▸ Description of the task
Look below for the line containing "std::fs::create_dir_all(dir)"; from there through the line containing "Ok((key, value)) =>", both lines included, please set down each line exactly and nothing else.

Dataset entries:

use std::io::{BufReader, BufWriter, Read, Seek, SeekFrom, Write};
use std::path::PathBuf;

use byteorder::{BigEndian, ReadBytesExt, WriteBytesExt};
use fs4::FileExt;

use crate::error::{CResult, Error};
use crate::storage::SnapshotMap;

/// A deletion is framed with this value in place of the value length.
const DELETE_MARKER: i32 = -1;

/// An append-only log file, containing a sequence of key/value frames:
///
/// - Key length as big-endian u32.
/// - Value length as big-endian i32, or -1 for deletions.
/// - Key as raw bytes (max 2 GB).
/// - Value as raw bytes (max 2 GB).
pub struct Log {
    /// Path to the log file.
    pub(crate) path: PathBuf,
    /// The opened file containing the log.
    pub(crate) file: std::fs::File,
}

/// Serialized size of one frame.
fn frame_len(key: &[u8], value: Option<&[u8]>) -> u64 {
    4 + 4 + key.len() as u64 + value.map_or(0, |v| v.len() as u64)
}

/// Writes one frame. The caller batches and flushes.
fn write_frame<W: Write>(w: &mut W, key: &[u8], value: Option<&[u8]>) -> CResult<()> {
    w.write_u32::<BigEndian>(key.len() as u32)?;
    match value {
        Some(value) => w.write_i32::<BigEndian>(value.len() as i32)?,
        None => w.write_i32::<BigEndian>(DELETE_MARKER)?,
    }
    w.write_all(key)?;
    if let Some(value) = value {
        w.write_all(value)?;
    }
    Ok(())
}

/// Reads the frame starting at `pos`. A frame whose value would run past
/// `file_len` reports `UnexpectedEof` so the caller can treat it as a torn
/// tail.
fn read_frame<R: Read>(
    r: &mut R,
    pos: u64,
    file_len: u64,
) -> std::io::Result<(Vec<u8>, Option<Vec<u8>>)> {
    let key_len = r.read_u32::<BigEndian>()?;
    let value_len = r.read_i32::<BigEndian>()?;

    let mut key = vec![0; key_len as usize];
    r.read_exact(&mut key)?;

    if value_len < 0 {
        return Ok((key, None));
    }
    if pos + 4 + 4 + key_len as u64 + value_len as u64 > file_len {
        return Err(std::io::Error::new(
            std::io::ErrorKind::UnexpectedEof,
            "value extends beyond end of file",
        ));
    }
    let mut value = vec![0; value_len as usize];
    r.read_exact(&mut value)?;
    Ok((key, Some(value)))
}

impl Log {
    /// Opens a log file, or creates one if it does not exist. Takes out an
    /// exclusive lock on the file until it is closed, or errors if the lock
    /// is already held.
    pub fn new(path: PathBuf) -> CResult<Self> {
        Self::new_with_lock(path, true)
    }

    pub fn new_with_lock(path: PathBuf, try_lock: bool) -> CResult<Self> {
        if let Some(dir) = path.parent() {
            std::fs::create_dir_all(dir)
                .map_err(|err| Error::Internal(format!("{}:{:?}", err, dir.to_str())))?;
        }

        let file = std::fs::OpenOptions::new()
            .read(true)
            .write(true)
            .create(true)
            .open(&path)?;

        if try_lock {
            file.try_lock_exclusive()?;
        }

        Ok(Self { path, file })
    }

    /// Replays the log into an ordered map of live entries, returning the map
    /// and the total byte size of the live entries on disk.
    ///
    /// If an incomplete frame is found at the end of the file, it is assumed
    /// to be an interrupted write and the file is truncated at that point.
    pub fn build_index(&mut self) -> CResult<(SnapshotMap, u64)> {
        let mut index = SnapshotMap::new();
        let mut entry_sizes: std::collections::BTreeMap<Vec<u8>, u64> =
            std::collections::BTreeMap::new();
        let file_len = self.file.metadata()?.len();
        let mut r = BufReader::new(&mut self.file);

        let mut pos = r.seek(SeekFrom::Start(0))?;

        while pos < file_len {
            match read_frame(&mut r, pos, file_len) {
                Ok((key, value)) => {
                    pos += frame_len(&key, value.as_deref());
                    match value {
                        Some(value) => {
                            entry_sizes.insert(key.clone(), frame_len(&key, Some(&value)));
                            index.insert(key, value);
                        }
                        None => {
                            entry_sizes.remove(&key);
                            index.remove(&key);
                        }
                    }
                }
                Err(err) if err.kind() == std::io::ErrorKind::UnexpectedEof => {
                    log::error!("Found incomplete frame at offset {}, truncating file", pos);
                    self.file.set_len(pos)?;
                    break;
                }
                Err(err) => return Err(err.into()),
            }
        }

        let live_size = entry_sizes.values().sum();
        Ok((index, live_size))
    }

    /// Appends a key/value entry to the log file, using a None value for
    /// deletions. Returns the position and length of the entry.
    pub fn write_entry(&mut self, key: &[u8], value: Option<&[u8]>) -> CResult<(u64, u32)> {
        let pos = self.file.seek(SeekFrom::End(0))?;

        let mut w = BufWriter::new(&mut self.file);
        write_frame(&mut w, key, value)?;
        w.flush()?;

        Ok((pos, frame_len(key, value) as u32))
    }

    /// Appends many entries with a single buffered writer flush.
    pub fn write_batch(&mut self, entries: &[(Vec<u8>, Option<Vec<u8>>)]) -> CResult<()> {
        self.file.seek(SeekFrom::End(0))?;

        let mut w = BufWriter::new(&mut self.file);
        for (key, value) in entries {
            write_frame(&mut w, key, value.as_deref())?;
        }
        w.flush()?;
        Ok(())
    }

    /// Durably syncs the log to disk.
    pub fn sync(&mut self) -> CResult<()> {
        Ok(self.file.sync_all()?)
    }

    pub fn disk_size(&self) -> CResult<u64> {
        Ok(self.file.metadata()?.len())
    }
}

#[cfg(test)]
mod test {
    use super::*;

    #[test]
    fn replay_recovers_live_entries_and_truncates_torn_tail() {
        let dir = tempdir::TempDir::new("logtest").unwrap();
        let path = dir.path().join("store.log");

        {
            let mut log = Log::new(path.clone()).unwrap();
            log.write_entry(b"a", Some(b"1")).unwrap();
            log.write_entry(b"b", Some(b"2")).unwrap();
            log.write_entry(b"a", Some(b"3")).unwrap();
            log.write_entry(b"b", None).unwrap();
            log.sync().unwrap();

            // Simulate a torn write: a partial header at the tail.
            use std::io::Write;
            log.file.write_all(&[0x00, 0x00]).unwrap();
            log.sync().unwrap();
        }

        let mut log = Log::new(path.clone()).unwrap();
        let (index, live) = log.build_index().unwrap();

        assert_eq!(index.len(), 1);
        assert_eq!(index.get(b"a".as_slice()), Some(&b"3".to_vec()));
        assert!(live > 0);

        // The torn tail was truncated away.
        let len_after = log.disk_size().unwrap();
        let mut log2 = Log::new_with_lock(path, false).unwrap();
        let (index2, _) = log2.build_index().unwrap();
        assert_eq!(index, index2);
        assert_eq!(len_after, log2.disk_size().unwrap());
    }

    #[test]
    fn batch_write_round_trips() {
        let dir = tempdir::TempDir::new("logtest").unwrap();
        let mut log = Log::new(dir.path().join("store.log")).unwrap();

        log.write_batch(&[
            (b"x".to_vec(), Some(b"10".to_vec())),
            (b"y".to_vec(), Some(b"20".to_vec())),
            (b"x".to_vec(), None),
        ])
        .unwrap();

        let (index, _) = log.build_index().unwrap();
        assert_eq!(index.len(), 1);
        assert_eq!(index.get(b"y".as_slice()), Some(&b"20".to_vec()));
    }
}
* * *
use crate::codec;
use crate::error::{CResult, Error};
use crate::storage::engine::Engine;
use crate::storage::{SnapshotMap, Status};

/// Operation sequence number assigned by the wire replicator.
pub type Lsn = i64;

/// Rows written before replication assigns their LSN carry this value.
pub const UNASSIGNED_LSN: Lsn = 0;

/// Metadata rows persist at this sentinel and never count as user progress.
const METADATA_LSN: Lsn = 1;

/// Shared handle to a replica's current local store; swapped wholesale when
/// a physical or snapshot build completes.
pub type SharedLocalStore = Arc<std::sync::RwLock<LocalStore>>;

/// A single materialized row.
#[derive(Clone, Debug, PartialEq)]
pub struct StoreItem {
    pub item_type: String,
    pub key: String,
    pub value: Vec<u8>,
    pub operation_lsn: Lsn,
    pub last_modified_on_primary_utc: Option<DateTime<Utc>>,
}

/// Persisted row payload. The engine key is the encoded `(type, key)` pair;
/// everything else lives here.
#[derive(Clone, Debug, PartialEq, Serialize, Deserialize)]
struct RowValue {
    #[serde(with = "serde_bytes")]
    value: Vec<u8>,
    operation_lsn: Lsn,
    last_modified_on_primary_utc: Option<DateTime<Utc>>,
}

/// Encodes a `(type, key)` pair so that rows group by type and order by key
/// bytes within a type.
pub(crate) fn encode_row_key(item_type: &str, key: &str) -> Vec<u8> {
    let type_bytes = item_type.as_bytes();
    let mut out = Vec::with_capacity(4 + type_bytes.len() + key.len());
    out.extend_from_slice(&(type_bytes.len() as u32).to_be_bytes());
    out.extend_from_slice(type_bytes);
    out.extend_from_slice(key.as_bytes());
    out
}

▸ Response
            std::fs::create_dir_all(dir)
                .map_err(|err| Error::Internal(format!("{}:{:?}", err, dir.to_str())))?;
        }

        let file = std::fs::OpenOptions::new()
            .read(true)
            .write(true)
            .create(true)
            .open(&path)?;

        if try_lock {
            file.try_lock_exclusive()?;
        }

        Ok(Self { path, file })
    }

    /// Replays the log into an ordered map of live entries, returning the map
    /// and the total byte size of the live entries on disk.
    ///
    /// If an incomplete frame is found at the end of the file, it is assumed
    /// to be an interrupted write and the file is truncated at that point.
    pub fn build_index(&mut self) -> CResult<(SnapshotMap, u64)> {
        let mut index = SnapshotMap::new();
        let mut entry_sizes: std::collections::BTreeMap<Vec<u8>, u64> =
            std::collections::BTreeMap::new();
        let file_len = self.file.metadata()?.len();
        let mut r = BufReader::new(&mut self.file);

        let mut pos = r.seek(SeekFrom::Start(0))?;

        while pos < file_len {
            match read_frame(&mut r, pos, file_len) {
                Ok((key, value)) => {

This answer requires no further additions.